# ACTIVITY
Restate word for word the lines that begin the listing and end with the line holding "pub const VOLATILITY_SPIKE: PatternId".

# DATA
☆ ☆ ☆ ☆

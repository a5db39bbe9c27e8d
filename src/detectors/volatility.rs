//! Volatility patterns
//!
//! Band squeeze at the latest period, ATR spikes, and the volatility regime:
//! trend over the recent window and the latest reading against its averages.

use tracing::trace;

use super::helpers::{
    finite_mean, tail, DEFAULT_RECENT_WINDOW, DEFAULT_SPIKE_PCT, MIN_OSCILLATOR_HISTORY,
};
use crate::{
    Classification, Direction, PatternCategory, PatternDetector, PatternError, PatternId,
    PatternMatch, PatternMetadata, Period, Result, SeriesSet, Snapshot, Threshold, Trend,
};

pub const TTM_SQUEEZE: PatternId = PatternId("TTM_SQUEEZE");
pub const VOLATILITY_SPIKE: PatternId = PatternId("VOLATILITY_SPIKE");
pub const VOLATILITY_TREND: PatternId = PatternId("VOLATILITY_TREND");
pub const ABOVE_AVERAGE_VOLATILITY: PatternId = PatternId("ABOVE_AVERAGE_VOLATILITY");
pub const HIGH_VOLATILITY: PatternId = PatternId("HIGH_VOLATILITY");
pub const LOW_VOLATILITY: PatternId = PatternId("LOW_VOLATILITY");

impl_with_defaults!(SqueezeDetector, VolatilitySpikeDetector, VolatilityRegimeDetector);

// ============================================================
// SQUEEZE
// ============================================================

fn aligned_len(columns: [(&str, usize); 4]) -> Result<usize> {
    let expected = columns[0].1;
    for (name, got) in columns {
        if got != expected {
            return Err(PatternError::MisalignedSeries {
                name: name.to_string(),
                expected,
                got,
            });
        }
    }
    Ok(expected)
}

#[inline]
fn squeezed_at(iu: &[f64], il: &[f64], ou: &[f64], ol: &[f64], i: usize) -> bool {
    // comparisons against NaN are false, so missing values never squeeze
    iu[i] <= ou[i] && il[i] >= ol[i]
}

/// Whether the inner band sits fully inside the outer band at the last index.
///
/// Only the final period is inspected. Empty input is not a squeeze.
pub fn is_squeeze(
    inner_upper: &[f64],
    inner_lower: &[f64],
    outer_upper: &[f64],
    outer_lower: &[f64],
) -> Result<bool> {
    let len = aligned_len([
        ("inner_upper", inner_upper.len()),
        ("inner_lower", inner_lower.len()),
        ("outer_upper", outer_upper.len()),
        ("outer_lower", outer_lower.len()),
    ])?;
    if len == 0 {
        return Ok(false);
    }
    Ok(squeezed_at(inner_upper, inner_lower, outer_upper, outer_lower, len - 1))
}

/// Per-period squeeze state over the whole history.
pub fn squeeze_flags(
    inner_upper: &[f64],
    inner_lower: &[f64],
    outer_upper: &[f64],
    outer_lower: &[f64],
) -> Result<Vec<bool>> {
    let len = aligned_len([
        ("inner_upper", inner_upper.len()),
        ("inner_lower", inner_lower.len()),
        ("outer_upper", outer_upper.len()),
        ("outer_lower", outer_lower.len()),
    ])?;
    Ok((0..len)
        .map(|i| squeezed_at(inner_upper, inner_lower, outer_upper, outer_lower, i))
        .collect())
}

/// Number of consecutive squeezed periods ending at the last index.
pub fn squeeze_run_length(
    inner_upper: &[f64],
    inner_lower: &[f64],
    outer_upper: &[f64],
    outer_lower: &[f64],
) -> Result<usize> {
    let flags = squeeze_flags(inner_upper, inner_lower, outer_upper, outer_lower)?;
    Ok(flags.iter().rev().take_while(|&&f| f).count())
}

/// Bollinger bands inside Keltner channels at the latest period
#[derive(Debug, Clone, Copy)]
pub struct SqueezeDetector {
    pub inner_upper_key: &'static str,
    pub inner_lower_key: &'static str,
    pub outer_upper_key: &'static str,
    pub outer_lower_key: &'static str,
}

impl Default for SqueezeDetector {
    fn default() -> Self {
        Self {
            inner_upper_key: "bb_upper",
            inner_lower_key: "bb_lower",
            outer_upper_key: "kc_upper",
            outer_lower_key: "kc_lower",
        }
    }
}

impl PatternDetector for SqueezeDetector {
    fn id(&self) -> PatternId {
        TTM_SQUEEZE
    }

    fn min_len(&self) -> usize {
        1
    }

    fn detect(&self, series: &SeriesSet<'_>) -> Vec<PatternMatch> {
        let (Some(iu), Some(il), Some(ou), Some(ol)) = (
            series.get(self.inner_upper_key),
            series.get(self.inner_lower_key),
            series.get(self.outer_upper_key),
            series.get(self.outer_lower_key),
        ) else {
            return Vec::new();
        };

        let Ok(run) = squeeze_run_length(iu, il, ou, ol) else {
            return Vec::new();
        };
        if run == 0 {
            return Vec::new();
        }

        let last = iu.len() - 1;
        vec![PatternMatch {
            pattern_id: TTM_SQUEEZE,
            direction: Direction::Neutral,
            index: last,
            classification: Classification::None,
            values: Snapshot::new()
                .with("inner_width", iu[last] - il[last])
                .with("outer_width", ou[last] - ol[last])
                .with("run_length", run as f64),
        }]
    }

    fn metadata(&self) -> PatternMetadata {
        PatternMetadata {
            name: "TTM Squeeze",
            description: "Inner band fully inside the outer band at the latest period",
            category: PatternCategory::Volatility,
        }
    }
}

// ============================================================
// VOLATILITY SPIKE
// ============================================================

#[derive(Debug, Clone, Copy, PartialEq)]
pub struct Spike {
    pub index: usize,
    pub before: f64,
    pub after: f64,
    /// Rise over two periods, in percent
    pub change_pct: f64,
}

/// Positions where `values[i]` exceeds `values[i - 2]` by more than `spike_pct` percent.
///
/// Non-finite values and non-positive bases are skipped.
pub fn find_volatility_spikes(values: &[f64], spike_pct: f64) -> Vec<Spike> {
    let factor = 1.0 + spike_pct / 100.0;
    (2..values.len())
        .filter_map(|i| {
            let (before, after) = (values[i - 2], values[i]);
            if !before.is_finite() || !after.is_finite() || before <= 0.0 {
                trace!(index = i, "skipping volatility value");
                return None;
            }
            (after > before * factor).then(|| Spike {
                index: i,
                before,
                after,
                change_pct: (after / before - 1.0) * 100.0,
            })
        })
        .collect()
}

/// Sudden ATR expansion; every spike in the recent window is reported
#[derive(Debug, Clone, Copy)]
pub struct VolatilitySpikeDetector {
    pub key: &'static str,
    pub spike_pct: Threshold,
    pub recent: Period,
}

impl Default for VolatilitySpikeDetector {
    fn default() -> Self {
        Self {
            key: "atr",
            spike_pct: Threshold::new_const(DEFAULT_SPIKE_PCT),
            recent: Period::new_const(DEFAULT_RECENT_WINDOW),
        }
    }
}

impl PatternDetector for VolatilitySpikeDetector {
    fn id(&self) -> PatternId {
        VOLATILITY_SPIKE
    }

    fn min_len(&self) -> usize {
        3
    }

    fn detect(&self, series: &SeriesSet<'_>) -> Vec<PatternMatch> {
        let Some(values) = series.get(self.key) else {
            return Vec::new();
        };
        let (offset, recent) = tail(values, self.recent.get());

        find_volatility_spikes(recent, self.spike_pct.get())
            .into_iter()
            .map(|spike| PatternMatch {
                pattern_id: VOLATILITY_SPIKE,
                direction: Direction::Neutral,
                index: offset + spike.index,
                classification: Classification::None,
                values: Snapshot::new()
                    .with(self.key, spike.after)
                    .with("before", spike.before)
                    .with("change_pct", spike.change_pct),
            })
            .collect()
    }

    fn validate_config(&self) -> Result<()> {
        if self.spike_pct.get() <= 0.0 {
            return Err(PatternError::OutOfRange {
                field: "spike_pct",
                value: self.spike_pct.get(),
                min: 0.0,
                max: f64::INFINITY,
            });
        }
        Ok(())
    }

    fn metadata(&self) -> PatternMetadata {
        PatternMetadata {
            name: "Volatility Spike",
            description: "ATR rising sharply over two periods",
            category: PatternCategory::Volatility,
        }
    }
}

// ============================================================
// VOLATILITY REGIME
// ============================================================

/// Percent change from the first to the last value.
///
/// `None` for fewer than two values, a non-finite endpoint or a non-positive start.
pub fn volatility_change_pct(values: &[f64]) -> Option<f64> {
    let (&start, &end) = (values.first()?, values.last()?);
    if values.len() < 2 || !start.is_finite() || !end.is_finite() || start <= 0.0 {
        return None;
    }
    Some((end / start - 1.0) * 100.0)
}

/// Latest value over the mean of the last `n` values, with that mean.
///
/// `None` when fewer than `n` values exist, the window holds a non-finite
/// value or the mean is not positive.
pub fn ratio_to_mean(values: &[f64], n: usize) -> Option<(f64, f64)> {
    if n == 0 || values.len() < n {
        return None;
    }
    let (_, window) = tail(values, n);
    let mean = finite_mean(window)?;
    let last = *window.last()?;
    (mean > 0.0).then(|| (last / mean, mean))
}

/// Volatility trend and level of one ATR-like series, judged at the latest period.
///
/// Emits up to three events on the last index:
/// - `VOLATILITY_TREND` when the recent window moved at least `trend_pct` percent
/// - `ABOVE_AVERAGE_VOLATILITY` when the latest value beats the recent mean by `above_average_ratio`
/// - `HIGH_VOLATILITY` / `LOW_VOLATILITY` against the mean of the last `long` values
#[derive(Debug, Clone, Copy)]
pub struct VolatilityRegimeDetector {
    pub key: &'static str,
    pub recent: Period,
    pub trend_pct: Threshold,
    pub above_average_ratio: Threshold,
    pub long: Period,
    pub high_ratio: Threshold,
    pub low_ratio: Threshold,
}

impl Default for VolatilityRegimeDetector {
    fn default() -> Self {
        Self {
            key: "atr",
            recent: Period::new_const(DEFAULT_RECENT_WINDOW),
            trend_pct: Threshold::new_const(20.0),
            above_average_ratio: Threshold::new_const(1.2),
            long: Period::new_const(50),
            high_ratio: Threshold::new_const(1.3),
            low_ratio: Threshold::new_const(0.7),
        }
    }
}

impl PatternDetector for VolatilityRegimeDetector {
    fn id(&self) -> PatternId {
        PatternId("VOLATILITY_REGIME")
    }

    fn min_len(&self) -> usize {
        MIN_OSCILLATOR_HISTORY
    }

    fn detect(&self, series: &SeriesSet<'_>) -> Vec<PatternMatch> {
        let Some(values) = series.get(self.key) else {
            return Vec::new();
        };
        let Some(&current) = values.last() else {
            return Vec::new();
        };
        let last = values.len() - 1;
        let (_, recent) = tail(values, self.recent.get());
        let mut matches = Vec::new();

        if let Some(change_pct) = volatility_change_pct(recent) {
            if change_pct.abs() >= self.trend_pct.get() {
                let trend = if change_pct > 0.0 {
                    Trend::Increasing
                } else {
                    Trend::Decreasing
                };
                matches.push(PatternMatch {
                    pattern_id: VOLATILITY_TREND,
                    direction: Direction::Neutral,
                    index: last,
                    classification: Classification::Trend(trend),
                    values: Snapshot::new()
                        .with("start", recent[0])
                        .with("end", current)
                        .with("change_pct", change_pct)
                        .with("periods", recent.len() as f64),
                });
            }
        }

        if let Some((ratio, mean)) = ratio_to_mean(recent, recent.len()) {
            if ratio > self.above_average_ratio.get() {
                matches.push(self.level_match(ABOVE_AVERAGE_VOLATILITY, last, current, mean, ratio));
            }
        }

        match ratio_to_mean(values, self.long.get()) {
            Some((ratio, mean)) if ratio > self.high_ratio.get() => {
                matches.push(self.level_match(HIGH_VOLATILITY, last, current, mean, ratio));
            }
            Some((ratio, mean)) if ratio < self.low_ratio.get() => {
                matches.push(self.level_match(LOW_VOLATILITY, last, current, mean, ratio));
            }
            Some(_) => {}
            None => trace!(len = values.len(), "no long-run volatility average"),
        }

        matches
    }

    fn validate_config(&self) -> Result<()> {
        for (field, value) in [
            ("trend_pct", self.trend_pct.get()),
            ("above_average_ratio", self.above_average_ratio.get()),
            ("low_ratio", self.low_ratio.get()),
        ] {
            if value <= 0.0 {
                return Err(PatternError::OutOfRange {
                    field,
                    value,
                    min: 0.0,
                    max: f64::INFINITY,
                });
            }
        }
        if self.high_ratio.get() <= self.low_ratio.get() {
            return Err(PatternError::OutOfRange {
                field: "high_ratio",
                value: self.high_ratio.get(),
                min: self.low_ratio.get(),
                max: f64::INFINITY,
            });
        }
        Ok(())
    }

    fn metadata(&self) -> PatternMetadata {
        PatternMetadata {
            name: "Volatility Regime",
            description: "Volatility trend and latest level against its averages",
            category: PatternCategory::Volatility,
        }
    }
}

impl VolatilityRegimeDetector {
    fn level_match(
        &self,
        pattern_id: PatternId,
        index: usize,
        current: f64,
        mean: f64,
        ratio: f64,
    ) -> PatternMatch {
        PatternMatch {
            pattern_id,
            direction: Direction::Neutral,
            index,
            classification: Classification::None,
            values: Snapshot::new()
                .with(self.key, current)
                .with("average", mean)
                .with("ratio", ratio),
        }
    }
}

☆ ☆ ☆ ☆

# EXERCISE SOLUTION
repository a5db39bbe9c27e8d
filename src/detectors/volatility.rs
//! Volatility patterns
//!
//! Band squeeze at the latest period, ATR spikes, and the volatility regime:
//! trend over the recent window and the latest reading against its averages.

use tracing::trace;

use super::helpers::{
    finite_mean, tail, DEFAULT_RECENT_WINDOW, DEFAULT_SPIKE_PCT, MIN_OSCILLATOR_HISTORY,
};
use crate::{
    Classification, Direction, PatternCategory, PatternDetector, PatternError, PatternId,
    PatternMatch, PatternMetadata, Period, Result, SeriesSet, Snapshot, Threshold, Trend,
};

pub const TTM_SQUEEZE: PatternId = PatternId("TTM_SQUEEZE");
pub const VOLATILITY_SPIKE: PatternId = PatternId("VOLATILITY_SPIKE");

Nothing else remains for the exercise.